Start of RECORDED DATA

//! Process-wide configuration (spec.md §6, §9 "shared global
//! configuration").
//!
//! Built once at startup and passed down by reference, the way the
//! teacher builds `LlmOpts`/`StreamOpts` from `clap::Args` and never
//! re-reads them mid-run. The one legitimate exception, per spec.md §9,
//! is the set of *enabled* providers, which is read fresh each time a
//! market starts (an operator may have disabled a provider between
//! runs).

use std::time::Duration;

use clap::Args;

use crate::{
    model::{ArbiterSpec, ProviderTag},
    rate_limit::RateLimit,
};

/// Command-line / environment configuration for one provider.
#[derive(Debug, Clone)]
pub struct ProviderConfig {
    pub tag: ProviderTag,
    pub enabled: bool,
    pub models: Vec<String>,
    pub default_model: String,
    pub base_url: String,
    pub rate_limit: RateLimit,
    pub timeout: Duration,
    /// The API credential, read from the environment. `None` means the
    /// provider can't be started (spec.md §7, `provider_not_started`).
    pub credential: Option<String>,
}

impl ProviderConfig {
    fn env_credential(var: &str) -> Option<String> {
        std::env::var(var).ok().filter(|s| !s.is_empty())
    }

    /// Build the default configuration for `tag` from environment
    /// variables, following the teacher's `OPENAI_API_KEY`/
    /// `OPENAI_API_BASE` convention.
    pub fn from_env(tag: ProviderTag) -> Self {
        match tag {
            ProviderTag::OpenAi => Self {
                tag,
                enabled: true,
                models: vec!["gpt-4o".into(), "gpt-4o-mini".into()],
                default_model: "gpt-4o".into(),
                base_url: std::env::var("OPENAI_API_BASE")
                    .unwrap_or_else(|_| "https://api.openai.com".into()),
                rate_limit: RateLimit::new(10, crate::rate_limit::RateLimitPeriod::Second),
                timeout: Duration::from_millis(25_000),
                credential: Self::env_credential("OPENAI_API_KEY"),
            },
            ProviderTag::Anthropic => Self {
                tag,
                enabled: true,
                models: vec!["claude-3-5-sonnet-20241022".into()],
                default_model: "claude-3-5-sonnet-20241022".into(),
                base_url: std::env::var("ANTHROPIC_API_BASE")
                    .unwrap_or_else(|_| "https://api.anthropic.com".into()),
                rate_limit: RateLimit::new(5, crate::rate_limit::RateLimitPeriod::Second),
                timeout: Duration::from_millis(25_000),
                credential: Self::env_credential("ANTHROPIC_API_KEY"),
            },
            ProviderTag::Gemini => Self {
                tag,
                enabled: true,
                models: vec!["gemini-1.5-pro".into()],
                default_model: "gemini-1.5-pro".into(),
                base_url: std::env::var("GEMINI_API_BASE")
                    .unwrap_or_else(|_| "https://generativelanguage.googleapis.com".into()),
                rate_limit: RateLimit::new(10, crate::rate_limit::RateLimitPeriod::Second),
                timeout: Duration::from_millis(30_000),
                credential: Self::env_credential("GEMINI_API_KEY")
                    .or_else(|| Self::env_credential("GOOGLE_API_KEY")),
            },
        }
    }

    /// Is this provider usable right now (spec.md §4.7 step 3)?
    pub fn is_usable(&self) -> bool {
        self.enabled && self.credential.is_some()
    }

    /// Sanity-check that `default_model` is one of the provider's own
    /// advertised `models` (spec.md §3, `ProviderConfig`). A mismatch
    /// means an operator edited one list without the other; we warn
    /// rather than fail outright, since the default is still usable as
    /// a model string even if it's missing from the advertised set.
    fn warn_if_default_model_unlisted(&self) {
        if !self.models.iter().any(|m| m == &self.default_model) {
            tracing::warn!(
                provider = %self.tag,
                default_model = %self.default_model,
                models = ?self.models,
                "default_model is not in the provider's advertised models list",
            );
        }
    }
}

/// Circuit breaker defaults (spec.md §6).
#[derive(Debug, Clone, Copy)]
pub struct CircuitBreakerConfig {
    pub failure_threshold: u32,
    pub recovery_timeout: Duration,
}

impl Default for CircuitBreakerConfig {
    fn default() -> Self {
        Self {
            failure_threshold: 3,
            recovery_timeout: Duration::from_millis(30_000),
        }
    }
}

/// Command-line options governing one market run (spec.md §6).
#[derive(Debug, Clone, Args)]
pub struct MarketOpts {
    /// Upper bound on the number of rounds (spec.md §9: effective
    /// default is 2, not 5).
    #[clap(long, default_value = "2")]
    pub max_rounds: u32,

    /// Per-provider-call deadline, in milliseconds.
    #[clap(long, default_value = "25000")]
    pub provider_timeout_ms: u64,

    /// Retry budget per call (not counting the first attempt).
    #[clap(long, default_value = "2")]
    pub max_retries: u32,

    /// Parallel fan-out cap per round.
    #[clap(long, default_value = "4")]
    pub max_concurrency: usize,

    /// Stop-condition threshold on confidence spread.
    #[clap(long, default_value = "0.1")]
    pub convergence_confidence_threshold: f64,

    /// Stop-condition threshold on claim-set Jaccard overlap.
    #[clap(long, default_value = "0.7")]
    pub convergence_claim_overlap: f64,

    /// Persist raw provider responses alongside the normalized answer.
    #[clap(long)]
    pub debug_mode: bool,
}

impl Default for MarketOpts {
    fn default() -> Self {
        Self {
            max_rounds: 2,
            provider_timeout_ms: 25_000,
            max_retries: 2,
            max_concurrency: 4,
            convergence_confidence_threshold: 0.1,
            convergence_claim_overlap: 0.7,
            debug_mode: false,
        }
    }
}

impl MarketOpts {
    /// Grace period added to a provider's own timeout to get the
    /// per-round-task kill deadline (spec.md §4.7 step 5, §5).
    pub const TASK_DEADLINE_GRACE: Duration = Duration::from_secs(5);
}

/// The fully assembled, immutable configuration for one process
/// (spec.md §3, `ProviderConfig`).
#[derive(Debug, Clone)]
pub struct MarketConfig {
    pub market: MarketOpts,
    pub providers: Vec<ProviderConfig>,
    pub circuit_breaker: CircuitBreakerConfig,
    pub arbiter_default: ArbiterSpec,
    pub arbiter_fallback: ArbiterSpec,
}

impl MarketConfig {
    /// Build configuration from the environment and CLI opts, the way
    /// the teacher's `main.rs` calls `dotenvy::dotenv()` then
    /// `Opts::parse()` before doing anything else.
    pub fn from_env(market: MarketOpts) -> Self {
        let providers: Vec<ProviderConfig> = ProviderTag::ALL
            .into_iter()
            .map(ProviderConfig::from_env)
            .map(|mut provider| {
                // `--provider-timeout-ms` (spec.md §6) is the one
                // knob this crate exposes for the per-call deadline;
                // it overrides each provider's own default rather
                // than sitting next to it unread.
                provider.timeout = Duration::from_millis(market.provider_timeout_ms);
                provider.warn_if_default_model_unlisted();
                provider
            })
            .collect();
        Self {
            market,
            providers,
            circuit_breaker: CircuitBreakerConfig::default(),
            arbiter_default: ArbiterSpec::new(ProviderTag::OpenAi, "gpt-4o"),
            arbiter_fallback: ArbiterSpec::new(ProviderTag::OpenAi, "gpt-4o"),
        }
    }

    /// Providers that are both enabled and credentialed right now
    /// (spec.md §4.7 step 3 — read fresh at market start, per spec.md
    /// §9).
    pub fn enabled_providers(&self) -> Vec<&ProviderConfig> {
        self.providers.iter().filter(|p| p.is_usable()).collect()
    }

    pub fn provider(&self, tag: ProviderTag) -> Option<&ProviderConfig> {
        self.providers.iter().find(|p| p.tag == tag)
    }
}
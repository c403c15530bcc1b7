//! Multi-provider LLM consensus engine: parallel fan-out, convergence
//! detection, and arbiter synthesis.
//!
//! `src/main.rs` is a thin demonstration harness; everything that
//! matters lives here so it can be exercised from tests and from other
//! binaries without going through the CLI.

pub mod arbiter;
pub mod circuit_breaker;
pub mod client;
pub mod config;
pub mod convergence;
pub mod coordinator;
pub mod cost;
pub mod error;
pub mod ids;
pub mod model;
pub mod prelude;
pub mod provider;
pub mod rate_limit;
pub mod store;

End of RECORDED DATA

* **YOUR GOAL**: Copy out every line of the data where the word "Stop" occurs.

* **RESULT**:
    /// Stop-condition threshold on confidence spread.
    /// Stop-condition threshold on claim-set Jaccard overlap.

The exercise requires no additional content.